Очень ты ей нужен, дешёвый трагический резонёр, — хотел приписать я в сердцах. Но, припомнив её, он мгновенно приходит в себя[38]. Рука опять начинает прислушиваться к голове, слог — дышать.
«Каратыгин был утомлён ещё прежнею игрою за два дня; но он ожил — началось. Никогда — не я говорю это — не был он так хорош. Хлопанье было сначала умеренное; но не могу изобразить, что́ сделалось потом! Каждый стих был оценён, узнан, принят — и это в холодном Петербурге, от beau-monde!

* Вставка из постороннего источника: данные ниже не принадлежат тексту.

//! Agent-specific errors and failure classification

use crate::pipeline::Stage;
use std::path::PathBuf;
use std::time::Duration;
use thiserror::Error;

/// Substring the container runtime and its daemon emit when a write hits a full disk
pub const DISK_EXHAUSTED_MARKER: &str = "no space left on device";

/// Agent runtime errors
#[derive(Debug, Error)]
pub enum AgentError {
    /// The supervised process was terminated through `kill_and_wait` or `restart`
    #[error("killed by user")]
    KilledByUser,

    /// A supervised process exited on its own with a failure status
    #[error("Process '{command}' {status}: {output}")]
    ProcessFailed {
        command: String,
        status: String,
        output: String,
    },

    /// A process identity from an earlier generation was used after a restart
    #[error("Process '{name}' identity is stale (generation {stale}, current {current})")]
    StaleProcess {
        name: String,
        stale: u64,
        current: u64,
    },

    /// `start` was called while the process is still running
    #[error("Process '{name}' is already running")]
    AlreadyRunning { name: String },

    /// The process was never started
    #[error("Process '{name}' has not been started")]
    NotStarted { name: String },

    /// A mandatory daemon exited while the workspace was being built
    #[error("Daemon '{name}' exited unexpectedly: {reason}")]
    DaemonExited { name: String, reason: String },

    /// Failed to pull image
    #[error("Failed to pull image '{image}': {reason}")]
    PullFailed { image: String, reason: String },

    /// The runtime ran out of disk space
    #[error("Disk space exhausted: {0}")]
    DiskExhausted(String),

    /// Failed to create container
    #[error("Failed to create container '{id}': {reason}")]
    CreateFailed { id: String, reason: String },

    /// Failed to start container
    #[error("Failed to start container '{id}': {reason}")]
    StartFailed { id: String, reason: String },

    /// Container not found
    #[error("Container '{container}' not found: {reason}")]
    NotFound { container: String, reason: String },

    /// A command run inside a container exited non-zero
    #[error("Command {cmd:?} in '{container}' exited with code {code}: {output}")]
    ExecFailed {
        container: String,
        cmd: Vec<String>,
        code: i64,
        output: String,
    },

    /// Any other failure reported by the container runtime client
    #[error("Runtime error: {0}")]
    Runtime(String),

    /// The probed image is missing the user or returned malformed data
    #[error("Invalid image metadata: {0}")]
    Metadata(String),

    /// The bootstrap command could not be started in the inner container
    #[error("Bootstrap failed after {attempts} attempts: {reason}")]
    BootstrapFailed { attempts: u32, reason: String },

    /// Reading or writing a cgroup controller file failed
    #[error("Cgroup error: {0}")]
    Cgroup(String),

    /// IO errors with context
    #[error("IO error at {path}: {source}")]
    Io {
        path: PathBuf,
        #[source]
        source: std::io::Error,
    },

    /// A pipeline stage failed
    #[error("{stage}: {source}")]
    Stage {
        stage: Stage,
        #[source]
        source: Box<AgentError>,
    },

    /// Timeout
    #[error("Timeout after {timeout:?}: {what}")]
    Timeout { what: String, timeout: Duration },

    /// The build attempt was cancelled
    #[error("Operation cancelled")]
    Cancelled,

    /// Configuration error (missing or invalid configuration)
    #[error("Configuration error: {0}")]
    Configuration(String),

    /// Internal runtime error
    #[error("Internal error: {0}")]
    Internal(String),
}

pub type Result<T, E = AgentError> = std::result::Result<T, E>;

impl AgentError {
    /// Wrap an IO error with the path it happened at
    pub fn io(path: impl Into<PathBuf>, source: std::io::Error) -> Self {
        Self::Io {
            path: path.into(),
            source,
        }
    }

    /// Attach the failing pipeline stage. Already-staged and cancellation errors pass through.
    pub fn in_stage(self, stage: Stage) -> Self {
        match self {
            Self::Stage { .. } | Self::Cancelled => self,
            other => Self::Stage {
                stage,
                source: Box::new(other),
            },
        }
    }

    /// The stage this error was raised in, if any
    pub fn stage(&self) -> Option<Stage> {
        match self {
            Self::Stage { stage, .. } => Some(*stage),
            _ => None,
        }
    }

    /// Classify this error for the recovery decision table
    pub fn kind(&self) -> ErrorKind {
        match self {
            Self::KilledByUser => ErrorKind::UserKilled,
            Self::DiskExhausted(_) => ErrorKind::DiskExhausted,
            Self::Cancelled => ErrorKind::Cancelled,
            Self::Stage { source, .. } => source.kind(),
            other => classify_message(&other.to_string()),
        }
    }
}

/// Coarse error classes the recovery policy is keyed on
#[derive(Debug, Clone, Copy, PartialEq, Eq)]
pub enum ErrorKind {
    /// Termination requested by the supervisor itself; not a failure
    UserKilled,
    /// Out of disk space on the runtime's storage
    DiskExhausted,
    /// The attempt was cancelled
    Cancelled,
    /// Anything else
    Other,
}

/// Classify raw error or log text coming from the container runtime
pub fn classify_message(message: &str) -> ErrorKind {
    if message.to_ascii_lowercase().contains(DISK_EXHAUSTED_MARKER) {
        ErrorKind::DiskExhausted
    } else {
        ErrorKind::Other
    }
}

/// Where a failure was observed
#[derive(Debug, Clone, Copy, PartialEq, Eq)]
pub enum FailureSource {
    /// An image pull returned an error
    ImagePull,
    /// The runtime daemon logged the failure on its own output
    Daemon,
    /// Any other pipeline stage
    Stage,
}

/// What to do about a classified failure
#[derive(Debug, Clone, Copy, PartialEq, Eq)]
pub enum Recovery {
    /// Prune unused images once, then retry the pull
    PruneAndRetry,
    /// Retry the operation within its retry budget
    Retry,
    /// Restart the daemon on alternate storage and rerun the pipeline once
    RestartDaemon,
    /// Give up and surface the error
    Abort,
}

/// Single decision table for failure recovery
pub struct RecoveryPolicy;

impl RecoveryPolicy {
    pub fn decide(source: FailureSource, kind: ErrorKind) -> Recovery {
        match (source, kind) {
            (_, ErrorKind::UserKilled) | (_, ErrorKind::Cancelled) => Recovery::Abort,
            (FailureSource::ImagePull, ErrorKind::DiskExhausted) => Recovery::PruneAndRetry,
            (FailureSource::ImagePull, ErrorKind::Other) => Recovery::Retry,
            (FailureSource::Daemon, ErrorKind::DiskExhausted) => Recovery::RestartDaemon,
            (FailureSource::Daemon, ErrorKind::Other) => Recovery::Abort,
            (FailureSource::Stage, _) => Recovery::Abort,
        }
    }
}
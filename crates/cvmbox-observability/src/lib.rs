//! cvmbox Observability - Logging and Build Output
//!
//! - Structured logging with pretty/JSON/compact formats and optional file output
//! - Termination log capture of the final fatal error
//! - Batched shipping of user-visible build output
//!
//! # Quick Start
//!
//! ```no_run
//! use cvmbox_observability::{init_logging, log_fatal, LoggingConfig};
//!
//! let _guard = init_logging(&LoggingConfig::default()).expect("Failed to init logging");
//! tracing::info!("Application started");
//! log_fatal("workspace failed to start");
//! ```

pub mod buildlog;
pub mod config;
pub mod error;
pub mod logging;
pub mod termination;

pub use buildlog::{
    chunk_line, BuildLogLine, BuildLogSink, BuildLogWriter, HttpLogPublisher, LogPublisher,
};
pub use config::*;
pub use error::{ObservabilityError, Result};
pub use logging::{init_logging, LogGuard};
pub use termination::{log_fatal, TerminationLogLayer};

Рукоплескания сыпались, но это ничего; Каратыгина вызывали после каждого акта, но и это ещё ничего. Третий акт — всюду слёзы: плакали дамы, мужчины, гвардейцы; иные вскакивали с мест с трепетом, и в конце третьего акта как страшный волкан лопнул: “Автора!” загремело с рёвом, с криком, с дрожанием стен. Я принуждён был выйти при оглушительном вопле. В четвёртом акте, в пятом акте — то мёртвое молчание, то бешеный гром хлопанья, то “браво”, то слёзы, и все как будто забыли, что на сцене перед ними пустая выдумка. Говорили громко, что “Уголино” выше всего, и Бог знает что; меня обнимали, целовали, бежали за мной по коридорам; Каратыгину били, били; меня ещё раз опять вызвали; молодёжь пила за моё здоровье (А, вот оно что!) — и “Уголино” опять дают, кажется, в понедельник[39]. Вот тебе описание этого любопытного вечера, а я в заключение признаюсь тебе, вовсе не понимаю причин этого неслыханного успеха!.. (Я, кстати, тоже. А Достоевский, должно быть понимал: летом того же года обещал брату: «об “Уголино” напишу тебе кой-что-нибудь после», — жаль, не написал.) Вижу, чувствую все недостатки пьесы, — и когда и как она писана! Боже мой! если бы знали!»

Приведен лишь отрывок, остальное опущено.